Olympiad problems

1997 IMO Shortlist, 16

Tags: angle bisector , incenter , collinearity , trigonometry , circumcircle , geometry

In an acute-angled triangle $ ABC,$ let $ AD,BE$ be altitudes and $ AP,BQ$ internal bisectors. Denote by $ I$ and $ O$ the incenter and the circumcentre of the triangle, respectively. Prove that the points $ D, E,$ and $ I$ are collinear if and only if the points $ P, Q,$ and $ O$ are collinear.

2000 Saint Petersburg Mathematical Olympiad, 10.6

Tags: excircle , collinearity , geometry

One of the excircles of triangle $ABC$ is tangent to the side $AB$ and to the extensions of sides $CA$ and $CB$ at points $C_1$, $B_1$ and $A_1$ respectively.
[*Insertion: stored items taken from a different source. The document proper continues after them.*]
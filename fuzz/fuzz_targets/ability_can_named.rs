#![no_main]

// Harness: ability_can_named
// Strategy: feed arbitrary action/subject text; unknown names must come back as
// errors, never as a decision, and known names must agree with the typed path.

use arbitrary::Arbitrary;
use libfuzzer_sys::fuzz_target;
use warden_core::{
    ability::build_ability,
    subject::resolve_name,
    types::{Action, UserId},
    user::Claims,
};

#[derive(Arbitrary, Debug, Clone)]
struct NamedFrame {
    is_admin: Option<bool>,
    action: String,
    subject: String,
}

fuzz_target!(|frame: NamedFrame| {
    let claims = Claims { id: UserId(uuid::Uuid::nil()), is_admin: frame.is_admin };
    let ability = match build_ability(&claims) {
        Ok(ability) => ability,
        Err(_) => {
            assert!(frame.is_admin.is_none());
            return;
        }
    };

    let typed = match (frame.action.parse::<Action>(), resolve_name(&frame.subject)) {
        (Ok(action), Ok(subject)) => Some(ability.can(action, &subject)),
        _ => None,
    };
    assert_eq!(ability.can_named(&frame.action, &frame.subject).ok(), typed);
});
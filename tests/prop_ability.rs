use proptest::prelude::*;
use warden_core::ability::{build_ability, rules_for_role};
use warden_core::types::{Action, Role, SubjectType, UserId};
use warden_core::user::User;

const SUBJECT_NAMES: [&str; 4] = ["User", "Report", "Invoice", "Order"];

fn any_action() -> impl Strategy<Value = Action> {
    prop::sample::select(Action::ALL.to_vec())
}

fn any_subject() -> impl Strategy<Value = SubjectType> {
    prop_oneof![
        Just(SubjectType::All),
        prop::sample::select(SUBJECT_NAMES.to_vec()).prop_map(SubjectType::Entity),
    ]
}

fn any_user() -> impl Strategy<Value = User> {
    (any::<u128>(), any::<bool>(), "[a-z]{1,8}").prop_map(|(id, is_admin, name)| User {
        id: UserId(uuid::Uuid::from_u128(id)),
        email: format!("{}@example.com", name),
        name,
        is_admin,
    })
}

proptest! {
    /// Administrators are allowed every action on every subject.
    #[test]
    fn prop_admin_can_everything(
        mut user in any_user(),
        action in any_action(),
        subject in any_subject(),
    ) {
        user.is_admin = true;
        let ability = build_ability(&user).unwrap();
        prop_assert!(ability.can(action, &subject));
    }

    /// Non-admins are allowed exactly `read` on `User`.
    #[test]
    fn prop_member_only_reads_users(
        mut user in any_user(),
        action in any_action(),
        subject in any_subject(),
    ) {
        user.is_admin = false;
        let ability = build_ability(&user).unwrap();
        let expected = action == Action::Read && subject == SubjectType::USER;
        prop_assert_eq!(ability.can(action, &subject), expected);
    }

    /// `cannot` never diverges from `!can`.
    #[test]
    fn prop_cannot_is_strict_complement(
        user in any_user(),
        action in any_action(),
        subject in any_subject(),
    ) {
        let ability = build_ability(&user).unwrap();
        prop_assert_eq!(ability.cannot(action, &subject), !ability.can(action, &subject));
    }

    /// Building twice for the same principal answers identically.
    #[test]
    fn prop_build_is_deterministic(
        user in any_user(),
        action in any_action(),
        subject in any_subject(),
    ) {
        let first = build_ability(&user).unwrap();
        let second = build_ability(&user).unwrap();
        prop_assert_eq!(&first, &second);
        prop_assert_eq!(first.can(action, &subject), second.can(action, &subject));
    }

    /// Every user instance is checked as `User`, whatever its fields.
    #[test]
    fn prop_user_instances_share_subject_type(
        a in any_user(),
        b in any_user(),
        action in any_action(),
    ) {
        let ability = build_ability(&a).unwrap();
        prop_assert_eq!(ability.can(action, &b), ability.can(action, &SubjectType::USER));
    }

    /// The rule set depends on the role alone.
    #[test]
    fn prop_rules_depend_only_on_role(user in any_user()) {
        let ability = build_ability(&user).unwrap();
        let role = if user.is_admin { Role::Admin } else { Role::Member };
        prop_assert_eq!(ability.rules(), &rules_for_role(role));
    }
}
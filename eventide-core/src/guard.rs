//! Business-rule guards for aggregate command methods.
//!
//! Guards run before any event is applied, so a failed guard leaves the
//! aggregate untouched.

use thiserror::Error;

/// A business rule rejected a command.
#[derive(Debug, Clone, PartialEq, Eq, Error)]
pub enum GuardError {
    /// An argument is invalid regardless of aggregate state.
    #[error("invalid argument `{argument}`: {message}")]
    InvalidArgument { argument: String, message: String },
    /// The command is not allowed in the aggregate's current state.
    #[error("invalid state: {message}")]
    InvalidState { message: String },
}

impl GuardError {
    /// The rule's message without the argument name.
    pub fn message(&self) -> &str {
        match self {
            Self::InvalidArgument { message, .. } | Self::InvalidState { message } => message,
        }
    }
}

/// Require `condition` to hold for `argument`.
///
/// # Errors
///
/// Returns [`GuardError::InvalidArgument`] when `condition` is false.
pub fn argument(condition: bool, argument: &str, message: &str) -> Result<(), GuardError> {
    if condition {
        Ok(())
    } else {
        Err(GuardError::InvalidArgument {
            argument: argument.to_string(),
            message: message.to_string(),
        })
    }
}

/// Require the aggregate to be in a state where `condition` holds.
///
/// # Errors
///
/// Returns [`GuardError::InvalidState`] when `condition` is false.
pub fn state(condition: bool, message: &str) -> Result<(), GuardError> {
    if condition {
        Ok(())
    } else {
        Err(GuardError::InvalidState {
            message: message.to_string(),
        })
    }
}

/// Require a non-empty, non-blank string argument.
///
/// # Errors
///
/// Returns [`GuardError::InvalidArgument`] when `value` is empty or only
/// whitespace.
pub fn not_empty(value: &str, argument: &str) -> Result<(), GuardError> {
    self::argument(
        !value.trim().is_empty(),
        argument,
        "must not be null or empty",
    )
}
Another excircle is tangent to side $AB$ and to the extensions of sides $BA$ and $BC$ at points $B_2$, $C_2$ and $A_2$ respectively. Line $A_1B_1$ and $A_2B_2$ intersect at point $P$,. lines $A_1C_1$ and $A_2C_2$ intersect at point $Q$. Prove that the points $A$, $P$, $Q$ are collinear [I]Proposed by S. Berlov[/i]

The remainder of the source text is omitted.